### WHAT TO WORK ON
Line by line, transcribe the material shown below exactly.

### SUPPLIED DATA
◆ ◆ ◆ ◆ ◆ ◆ ◆
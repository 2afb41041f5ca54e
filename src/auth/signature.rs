//! Normalisation of network-produced ECDSA signatures.
//!
//! Threshold nodes return signature shares combined into an object such as
//! `{"r": "..", "s": "..", "recid": 1}` or `{"signature": "0x.."}`, where
//! the hex strings are sometimes JSON-encoded twice. Callers want a single
//! 65-byte `0x{r}{s}{v}` string.

use serde_json::Value;

use crate::auth::normalize::strip_hex_prefix;

/// Peel up to two layers of JSON string encoding off a hex-ish value.
fn unwrap_json_string(raw: &str) -> String {
    let mut value = raw.trim().to_string();
    for _ in 0..2 {
        match serde_json::from_str::<String>(&value) {
            Ok(decoded) => value = decoded,
            Err(_) => break,
        }
    }
    value.trim().trim_matches('"').to_string()
}

fn hex_digits(raw: &str) -> Result<String, String> {
    let unwrapped = unwrap_json_string(raw);
    let digits = strip_hex_prefix(unwrapped.as_str()).trim();
    if digits.is_empty() || !digits.chars().all(|c| c.is_ascii_hexdigit()) {
        return Err(format!("invalid hex string: {raw}"));
    }
    Ok(digits.to_string())
}

fn recovery_id(value: &Value) -> Option<i64> {
    match value {
        Value::Number(n) => n.as_i64(),
        Value::String(s) => s.trim().parse().ok(),
        _ => None,
    }
}

/// Convert a combined signature value into `0x` + 130 hex chars.
///
/// A flat string is accepted too, as long as it already decodes to 65 bytes.
pub fn normalize_signature(combined: &Value) -> Result<String, String> {
    if let Value::String(flat) = combined {
        let digits = hex_digits(flat)?;
        if digits.len() != 130 {
            return Err(format!(
                "invalid 65-byte signature length (expected 130 hex chars, got {})",
                digits.len()
            ));
        }
        return Ok(format!("0x{}", digits.to_lowercase()));
    }

    let object = combined
        .as_object()
        .ok_or_else(|| "signature must be a string or an object".to_string())?;

    let mut r = object.get("r").and_then(Value::as_str).map(hex_digits).transpose()?;
    let mut s = object.get("s").and_then(Value::as_str).map(hex_digits).transpose()?;
    let recid = object
        .get("recid")
        .or_else(|| object.get("recoveryId"))
        .or_else(|| object.get("v"))
        .and_then(recovery_id);

    if (r.is_none() || s.is_none())
        && let Some(sig) = object.get("signature").and_then(Value::as_str)
    {
        let digits = hex_digits(sig)?;
        if digits.len() >= 128 {
            r = Some(digits[0..64].to_string());
            s = Some(digits[64..128].to_string());
        }
    }

    let r = r.ok_or_else(|| "missing signature r".to_string())?;
    let s = s.ok_or_else(|| "missing signature s".to_string())?;
    if r.len() > 64 {
        return Err("invalid signature r length".to_string());
    }
    if s.len() > 64 {
        return Err("invalid signature s length".to_string());
    }

    let recid = recid.unwrap_or(0);
    let v = if recid >= 27 { recid } else { recid + 27 };
    if !(27..=255).contains(&v) {
        return Err(format!("invalid recovery id {recid}"));
    }

    Ok(format!("0x{r:0>64}{s:0>64}{v:02x}").to_lowercase())
}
◆ ◆ ◆ ◆ ◆ ◆ ◆
### EXPECTED ANSWER
repository 2afb41041f5ca54e
filename src/auth/signature.rs
//! Normalisation of network-produced ECDSA signatures.
//!
//! Threshold nodes return signature shares combined into an object such as
//! `{"r": "..", "s": "..", "recid": 1}` or `{"signature": "0x.."}`, where
//! the hex strings are sometimes JSON-encoded twice. Callers want a single
//! 65-byte `0x{r}{s}{v}` string.

use serde_json::Value;

use crate::auth::normalize::strip_hex_prefix;

/// Peel up to two layers of JSON string encoding off a hex-ish value.
fn unwrap_json_string(raw: &str) -> String {
    let mut value = raw.trim().to_string();
    for _ in 0..2 {
        match serde_json::from_str::<String>(&value) {
            Ok(decoded) => value = decoded,
            Err(_) => break,
        }
    }
    value.trim().trim_matches('"').to_string()
}

fn hex_digits(raw: &str) -> Result<String, String> {
    let unwrapped = unwrap_json_string(raw);
    let digits = strip_hex_prefix(unwrapped.as_str()).trim();
    if digits.is_empty() || !digits.chars().all(|c| c.is_ascii_hexdigit()) {
        return Err(format!("invalid hex string: {raw}"));
    }
    Ok(digits.to_string())
}

fn recovery_id(value: &Value) -> Option<i64> {
    match value {
        Value::Number(n) => n.as_i64(),
        Value::String(s) => s.trim().parse().ok(),
        _ => None,
    }
}

/// Convert a combined signature value into `0x` + 130 hex chars.
///
/// A flat string is accepted too, as long as it already decodes to 65 bytes.
pub fn normalize_signature(combined: &Value) -> Result<String, String> {
    if let Value::String(flat) = combined {
        let digits = hex_digits(flat)?;
        if digits.len() != 130 {
            return Err(format!(
                "invalid 65-byte signature length (expected 130 hex chars, got {})",
                digits.len()
            ));
        }
        return Ok(format!("0x{}", digits.to_lowercase()));
    }

    let object = combined
        .as_object()
        .ok_or_else(|| "signature must be a string or an object".to_string())?;

    let mut r = object.get("r").and_then(Value::as_str).map(hex_digits).transpose()?;
    let mut s = object.get("s").and_then(Value::as_str).map(hex_digits).transpose()?;
    let recid = object
        .get("recid")
        .or_else(|| object.get("recoveryId"))
        .or_else(|| object.get("v"))
        .and_then(recovery_id);

    if (r.is_none() || s.is_none())
        && let Some(sig) = object.get("signature").and_then(Value::as_str)
    {
        let digits = hex_digits(sig)?;
        if digits.len() >= 128 {
            r = Some(digits[0..64].to_string());
            s = Some(digits[64..128].to_string());
        }
    }

    let r = r.ok_or_else(|| "missing signature r".to_string())?;
    let s = s.ok_or_else(|| "missing signature s".to_string())?;
    if r.len() > 64 {
        return Err("invalid signature r length".to_string());
    }
    if s.len() > 64 {
        return Err("invalid signature s length".to_string());
    }

    let recid = recid.unwrap_or(0);
    let v = if recid >= 27 { recid } else { recid + 27 };
    if !(27..=255).contains(&v) {
        return Err(format!("invalid recovery id {recid}"));
    }

    Ok(format!("0x{r:0>64}{s:0>64}{v:02x}").to_lowercase())
}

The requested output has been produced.